Is it real 3D?

One of the sites I use at least a half dozen times a year or so is Is It Real of Fake 3D? It lets you know if a movie that is coming out in 3D was actually shot in 3D or converted into 3D in post. I don't love 3D movies unless they were shot natively in 3D. When technicians convert a 2D movie into 3D in post, they choose different parts of each shot to place at different depths, and the final product resembles dioramas seen straight on, with objects placed on several fixed planes of depth.

What's worse is that since a 2D movie is shot with only one camera, it can't replicate the full arc of vision of a movie shot in 3D, with two cameras. Typically, the two cameras used to shoot a 3D movie are shot with two cameras separated by the average distance between two human eyes. As you know from closing one eye, then the other, the distance between your eyes allows each eye to see a slightly different perspective on all objects in space, and our brains learn to combine those two images to produce a 3D perspective.

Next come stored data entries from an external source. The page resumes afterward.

use std::{collections::HashMap, sync::Arc, time::Duration};

use chrono::{DateTime, NaiveDate, NaiveTime};
use chrono_tz::Tz;
use tokio::sync::watch;
use tokio_util::sync::CancellationToken;

use crate::{
    clock::{Clock, at_time_on, next_day},
    messages::ReminderMessages,
    relay::{RelayClient, RelayCommand, ReminderEntry},
    reminder::{FiredReminder, ReminderKey, ReminderTask, SubEvent},
    settings::ReminderSettings,
    storage::{Plan, StudyTask},
    time_slot::TimeSlot,
};

use super::{ReminderDelivery, ScheduledTimer};

/// Delays longer than this are logged as suspicious; they still fire.
pub const SUSPICIOUS_DELAY: Duration = Duration::from_secs(24 * 60 * 60);

/// Today's occurrence of `start`, or tomorrow's once today's is no longer in
/// the future. The rollover is exact: a start equal to `now` is tomorrow.
pub fn compute_next_trigger(start: NaiveTime, now: DateTime<Tz>) -> DateTime<Tz> {
    let tz = now.timezone();
    let today = at_time_on(tz, now.date_naive(), start);
    if today <= now {
        at_time_on(tz, next_day(now.date_naive()), start)
    } else {
        today
    }
}

/// The end instant on the base date of the resolved start. A slot that
/// crosses midnight ends on the following day.
pub fn compute_end_trigger(slot: &TimeSlot, start_trigger: DateTime<Tz>) -> DateTime<Tz> {
    let base = start_trigger.date_naive();
    let date = if slot.crosses_midnight() {
        next_day(base)
    } else {
        base
    };
    at_time_on(start_trigger.timezone(), date, slot.end())
}

fn delay_until(fire_at: DateTime<Tz>, now: DateTime<Tz>) -> Duration {
    (fire_at - now).to_std().unwrap_or(Duration::ZERO)
}

/// A sub-event timer and the instant it fires at next.
struct ArmedTimer {
    timer: ScheduledTimer,
    next_fire: watch::Receiver<DateTime<Tz>>,
}

struct ArmedReminder {
    task: ReminderTask,
    start_timer: Option<ArmedTimer>,
    end_timer: Option<ArmedTimer>,
}

/// Owns every armed time-anchored reminder of the loaded day.
///
/// Each registered task gets at most one start and one end timer. Both re-arm
/// themselves for the next day after firing and are mirrored to the
/// background relay when one is attached.
pub struct ReminderScheduler {
    reminders: HashMap<ReminderKey, ArmedReminder>,
    clock: Arc<dyn Clock>,
    delivery: Arc<dyn ReminderDelivery>,
    relay: Option<RelayClient>,
    loaded_date: Option<NaiveDate>,
}

impl ReminderScheduler {
    pub fn new(
        clock: Arc<dyn Clock>,
        delivery: Arc<dyn ReminderDelivery>,
        relay: Option<RelayClient>,
    ) -> Self {
        Self {
            reminders: HashMap::new(),
            clock,
            delivery,
            relay,
            loaded_date: None,
        }
    }

    pub fn register_task(&mut self, task: &StudyTask, plan_name: &str, settings: &ReminderSettings) {
        let key = ReminderKey::new(&task.id, plan_name);
        let Some(slot) = task.parsed_slot() else {
            log::debug!("Task {key} has no usable time slot ({:?})", task.time_slot);
            return;
        };

        self.clear_task(&key);

        if !settings.enabled {
            return;
        }

        let next_start = compute_next_trigger(slot.start(), self.clock.now());
        let next_end = compute_end_trigger(&slot, next_start);
        let reminder = ReminderTask {
            key: key.clone(),
            task_name: task.name.clone(),
            slot,
            next_start,
            next_end,
        };

        let start_timer = settings
            .is_enabled(SubEvent::Start.category())
            .then(|| self.arm(&reminder, plan_name, SubEvent::Start));
        let end_timer = settings
            .is_enabled(SubEvent::End.category())
            .then(|| self.arm(&reminder, plan_name, SubEvent::End));

        if start_timer.is_none() && end_timer.is_none() {
            return;
        }

        self.reminders.insert(
            key,
            ArmedReminder {
                task: reminder,
                start_timer,
                end_timer,
            },
        );
    }

    pub fn clear_task(&mut self, key: &ReminderKey) {
        let Some(armed) = self.reminders.remove(key) else {
            return;
        };

        for (event, timer) in [
            (SubEvent::Start, armed.start_timer),
            (SubEvent::End, armed.end_timer),
        ] {
            if let Some(armed_timer) = timer {
                armed_timer.timer.cancel();
                self.send_to_relay(RelayCommand::CancelReminder {
                    id: key.relay_id(event),
                });
            }
        }
        log::debug!("Cleared reminders of {key}");
    }

    pub fn clear_all(&mut self) {
        let keys: Vec<ReminderKey> = self.reminders.keys().cloned().collect();
        for key in &keys {
            self.clear_task(key);
        }
    }

    pub fn resync(&mut self, plans: &[Plan], date: NaiveDate, settings: &ReminderSettings) {
        self.clear_all();
        self.loaded_date = Some(date);

        for plan in plans {
            for task in plan.tasks.iter().filter(|task| !task.time_slot.trim().is_empty()) {
                self.register_task(task, &plan.name, settings);
            }
        }

        let (starts, ends) = self.armed_counts();
        log::info!(
            "Resynced reminders for {date}: {} tasks, {starts} start and {ends} end timers",
            self.reminders.len()
        );
    }

    pub fn loaded_date(&self) -> Option<NaiveDate> {
        self.loaded_date
    }

    pub fn len(&self) -> usize {
        self.reminders.len()
    }

    pub fn is_empty(&self) -> bool {
        self.reminders.is_empty()
    }

    pub fn contains(&self, key: &ReminderKey) -> bool {
        self.reminders.contains_key(key)
    }

    /// The armed reminder with the instants its timers will fire at next.
    pub fn reminder(&self, key: &ReminderKey) -> Option<ReminderTask> {
        let armed = self.reminders.get(key)?;
        let next_fire = |timer: &Option<ArmedTimer>, fallback: DateTime<Tz>| {
            timer
                .as_ref()
                .map_or(fallback, |timer| *timer.next_fire.borrow())
        };

        Some(ReminderTask {
            next_start: next_fire(&armed.start_timer, armed.task.next_start),
            next_end: next_fire(&armed.end_timer, armed.task.next_end),
            ..armed.task.clone()
        })
    }

    /// `(start, end)` timers currently armed.
    pub fn armed_counts(&self) -> (usize, usize) {
        self.reminders.values().fold((0, 0), |(starts, ends), armed| {
            (
                starts + usize::from(armed.start_timer.is_some()),
                ends + usize::from(armed.end_timer.is_some()),
            )
        })
    }

    fn arm(&self, reminder: &ReminderTask, plan_name: &str, event: SubEvent) -> ArmedTimer {
        let fire_at = reminder.next_fire(event);
        let delay = delay_until(fire_at, self.clock.now());
        if delay > SUSPICIOUS_DELAY {
            log::warn!(
                "Reminder {} {} is {delay:?} away, more than a day",
                reminder.key,
                event.suffix()
            );
        }
        log::info!(
            "Armed {} reminder for {} ({}) at {fire_at}",
            event.suffix(),
            reminder.key,
            reminder.slot
        );

        let mirror = RelayMirror {
            relay: self.relay.clone(),
            id: reminder.key.relay_id(event),
            title: ReminderMessages::title(event.category()).to_owned(),
            body: format!("{} · {} · {}", plan_name, reminder.task_name, reminder.slot),
            event,
        };
        mirror.schedule(fire_at);

        let token = CancellationToken::new();
        let task_token = token.clone();
        let clock = Arc::clone(&self.clock);
        let delivery = Arc::clone(&self.delivery);
        let fired = FiredReminder {
            key: reminder.key.clone(),
            task_name: reminder.task_name.clone(),
            slot: reminder.slot,
            event,
            fired_at: fire_at,
        };
        let time_of_day = event.time_of_day(&reminder.slot);
        let (next_fire_tx, next_fire) = watch::channel(fire_at);

        let handle = tokio::spawn(async move {
            let mut fired = fired;
            loop {
                let delay = delay_until(fired.fired_at, clock.now());
                tokio::select! {
                    biased;
                    _ = task_token.cancelled() => return,
                    _ = tokio::time::sleep(delay) => {}
                }
                if task_token.is_cancelled() {
                    return;
                }

                delivery.deliver(&fired).await;

                let next_date = next_day(fired.fired_at.date_naive());
                fired.fired_at = at_time_on(fired.fired_at.timezone(), next_date, time_of_day);
                next_fire_tx.send_replace(fired.fired_at);
                if task_token.is_cancelled() {
                    return;
                }
                mirror.schedule(fired.fired_at);
                log::debug!(
                    "Re-armed {} reminder for {} at {}",
                    fired.event.suffix(),
                    fired.key,
                    fired.fired_at
                );
            }
        });

        ArmedTimer {
            timer: ScheduledTimer::new(handle, token),
            next_fire,
        }
    }

    fn send_to_relay(&self, command: RelayCommand) {
        if let Some(relay) = &self.relay {
            if let Err(error) = relay.send(command) {
                log::warn!("Background relay unreachable, keeping foreground timers only: {error}");
            }
        }
    }
}

/// The relay's copy of one sub-event.
struct RelayMirror {
    relay: Option<RelayClient>,
    id: String,
    title: String,
    body: String,
    event: SubEvent,
}

impl RelayMirror {
    fn schedule(&self, fire_at: DateTime<Tz>) {
        let Some(relay) = &self.relay else {
            return;
        };

        let entry = ReminderEntry {
            id: self.id.clone(),
            title: self.title.clone(),
            body: self.body.clone(),
            trigger_time: fire_at.fixed_offset(),
            category: self.event.category(),
        };
        if let Err(error) = relay.send(RelayCommand::ScheduleReminder { entry }) {
            log::warn!("Could not mirror {} to the background relay: {error}", self.id);
        }
    }
}
mod delivery;
mod scheduler;
mod timer;


pub use delivery::ReminderDelivery;
pub use scheduler::{ReminderScheduler, SUSPICIOUS_DELAY, compute_end_trigger, compute_next_trigger};
pub use timer::ScheduledTimer;
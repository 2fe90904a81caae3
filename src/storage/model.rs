use serde::{Deserialize, Deserializer, Serialize};

use crate::time_slot::TimeSlot;

pub const STUDY_POINTS_RATIO: f64 = 0.3;
pub const MASTER_POINTS_RATIO: f64 = 0.7;

/// Reads `null` like a missing field, so one blank value does not discard
/// the whole stored day.
fn null_as_default<'de, D, T>(deserializer: D) -> Result<T, D::Error>
where
    D: Deserializer<'de>,
    T: Default + Deserialize<'de>,
{
    Ok(Option::<T>::deserialize(deserializer)?.unwrap_or_default())
}

#[derive(Debug, Clone, Default, PartialEq, Serialize, Deserialize)]
#[serde(rename_all = "camelCase", default)]
pub struct StudyTask {
    #[serde(deserialize_with = "null_as_default")]
    pub id: String,
    #[serde(deserialize_with = "null_as_default")]
    pub name: String,
    #[serde(deserialize_with = "null_as_default")]
    pub time_slot: String,
    #[serde(deserialize_with = "null_as_default")]
    pub study_completed: bool,
    #[serde(deserialize_with = "null_as_default")]
    pub mastered_completed: bool,
    #[serde(deserialize_with = "null_as_default")]
    pub points: u32,
    #[serde(deserialize_with = "null_as_default")]
    pub earned_points: u32,
}

impl StudyTask {
    pub fn new(id: impl Into<String>, name: impl Into<String>, time_slot: impl Into<String>) -> Self {
        Self {
            id: id.into(),
            name: name.into(),
            time_slot: time_slot.into(),
            ..Default::default()
        }
    }

    pub fn with_points(mut self, points: u32) -> Self {
        self.points = points;
        self
    }

    pub fn parsed_slot(&self) -> Option<TimeSlot> {
        TimeSlot::parse(&self.time_slot)
    }
}

#[derive(Debug, Clone, Default, PartialEq, Serialize, Deserialize)]
#[serde(rename_all = "camelCase", default)]
pub struct Plan {
    #[serde(deserialize_with = "null_as_default")]
    pub id: String,
    #[serde(deserialize_with = "null_as_default")]
    pub name: String,
    #[serde(deserialize_with = "null_as_default")]
    pub tasks: Vec<StudyTask>,
}

impl Plan {
    pub fn from_template(id: impl Into<String>, template: &StudyTemplate) -> Self {
        let tasks = template
            .tasks
            .iter()
            .enumerate()
            .map(|(index, task)| StudyTask {
                id: (index + 1).to_string(),
                name: task.name.clone(),
                time_slot: task.time_slot.clone().unwrap_or_default(),
                points: task.points.unwrap_or_default(),
                ..Default::default()
            })
            .collect();

        Self {
            id: id.into(),
            name: template.name.clone(),
            tasks,
        }
    }

    pub fn stats(&self) -> PlanStats {
        let total_tasks = self.tasks.len();
        let completed_tasks = self
            .tasks
            .iter()
            .filter(|task| task.mastered_completed)
            .count();

        PlanStats {
            total_tasks,
            completed_tasks,
            completion_rate: percentage(completed_tasks, total_tasks),
            total_points: self.tasks.iter().map(|task| task.points).sum(),
            earned_points: self.tasks.iter().map(calculate_task_earned_points).sum(),
        }
    }
}

/// Built-in plan offered when nothing has been saved as the default yet.
pub fn builtin_default_plan(id: impl Into<String>) -> Plan {
    Plan {
        id: id.into(),
        name: "我的日常学习".to_owned(),
        tasks: vec![
            StudyTask::new("1", "英语学习", "08:00-09:00"),
            StudyTask::new("2", "专业课程", "09:00-10:00"),
            StudyTask::new("3", "阅读时间", "20:00-21:00"),
        ],
    }
}

/// Studying earns 30% of a task's points and mastering it another 70%.
pub fn calculate_task_earned_points(task: &StudyTask) -> u32 {
    let points = f64::from(task.points);
    let mut earned = 0;

    if task.study_completed {
        earned += (points * STUDY_POINTS_RATIO).round() as u32;
    }
    if task.mastered_completed {
        earned += (points * MASTER_POINTS_RATIO).round() as u32;
    }

    earned
}

#[derive(Debug, Clone, Copy, Default, PartialEq, Eq)]
pub struct PlanStats {
    pub total_tasks: usize,
    pub completed_tasks: usize,
    pub completion_rate: u32,
    pub total_points: u32,
    pub earned_points: u32,
}

#[derive(Debug, Clone, Copy, Default, PartialEq, Eq)]
pub struct DailyStats {
    pub total_plans: usize,
    pub completed_tasks: usize,
    pub completion_rate: u32,
    pub total_points: u32,
    pub earned_points: u32,
}

impl DailyStats {
    pub fn from_plans(plans: &[Plan]) -> Self {
        let stats: Vec<PlanStats> = plans.iter().map(Plan::stats).collect();
        let completed_tasks = stats.iter().map(|s| s.completed_tasks).sum();
        let total_tasks = stats.iter().map(|s| s.total_tasks).sum();

        Self {
            total_plans: plans.len(),
            completed_tasks,
            completion_rate: percentage(completed_tasks, total_tasks),
            total_points: stats.iter().map(|s| s.total_points).sum(),
            earned_points: stats.iter().map(|s| s.earned_points).sum(),
        }
    }
}

fn percentage(part: usize, total: usize) -> u32 {
    if total == 0 {
        return 0;
    }
    (part as f64 / total as f64 * 100.0).round() as u32
}

#[derive(Debug, Clone, Default, PartialEq, Serialize, Deserialize)]
#[serde(rename_all = "camelCase", default)]
pub struct TemplateTask {
    pub name: String,
    #[serde(skip_serializing_if = "Option::is_none")]
    pub time_slot: Option<String>,
    #[serde(skip_serializing_if = "Option::is_none")]
    pub points: Option<u32>,
}

#[derive(Debug, Clone, Default, PartialEq, Serialize, Deserialize)]
#[serde(rename_all = "camelCase", default)]
pub struct StudyTemplate {
    pub id: String,
    pub name: String,
    pub content: String,
    pub create_time: String,
    pub tasks: Vec<TemplateTask>,
}

pub struct NewTemplate {
    pub name: String,
    pub content: String,
    pub tasks: Vec<TemplateTask>,
}
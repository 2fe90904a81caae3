use std::sync::{
    Arc,
    atomic::{AtomicBool, Ordering},
};

use notify_rust::{Notification, Timeout};

pub trait Notifier: Send + Sync {
    fn notify(&self, title: &str, body: &str);
}

/// Desktop notifications through the platform notification daemon.
pub struct DesktopNotifier {
    enabled: bool,
    app_name: String,
}

impl DesktopNotifier {
    pub fn new(enabled: bool, app_name: impl Into<String>) -> Self {
        Self {
            enabled,
            app_name: app_name.into(),
        }
    }
}

impl Notifier for DesktopNotifier {
    fn notify(&self, title: &str, body: &str) {
        if !self.enabled {
            log::debug!("Notifications disabled, dropping: {title}");
            return;
        }

        let app_name = self.app_name.clone();
        let title = title.to_owned();
        let body = body.to_owned();

        // Showing a notification blocks on the session bus.
        std::thread::spawn(move || {
            let result = Notification::new()
                .appname(&app_name)
                .summary(&title)
                .body(&body)
                .icon("dialog-information")
                .timeout(Timeout::Milliseconds(5000))
                .show();

            if let Err(error) = result {
                log::warn!("Failed to show notification {title:?}: {error}");
            }
        });
    }
}

const DEGRADED_TITLE: &str = "语音提醒不可用";
const DEGRADED_BODY: &str = "当前设备不支持语音播报，提醒将以通知形式显示。";

/// Shows a reminder as a notification when it cannot be spoken.
#[derive(Clone)]
pub struct NotificationFallback {
    notifier: Arc<dyn Notifier>,
    degraded_notice_shown: Arc<AtomicBool>,
}

impl NotificationFallback {
    pub fn new(notifier: Arc<dyn Notifier>) -> Self {
        Self {
            notifier,
            degraded_notice_shown: Arc::new(AtomicBool::new(false)),
        }
    }

    pub fn notify(&self, title: &str, body: &str) {
        self.notifier.notify(title, body);
    }

    /// Tells the user once per session that speech is unavailable.
    pub fn degraded_notice_once(&self) {
        if !self.degraded_notice_shown.swap(true, Ordering::SeqCst) {
            self.notifier.notify(DEGRADED_TITLE, DEGRADED_BODY);
        }
    }
}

2D conversions can't just conjure what the 2nd camera would have seen from thin air. But since 3D tickets command a price premium, and since enough viewers seem to go for the fake 3D conversions, studios continue to crank them out in ever greater volume.

I bring all this up just to remind you that when you go see Mad Max: Fury Road, the movie I'm most excited to see this year, go see it in 2D. It opens Friday.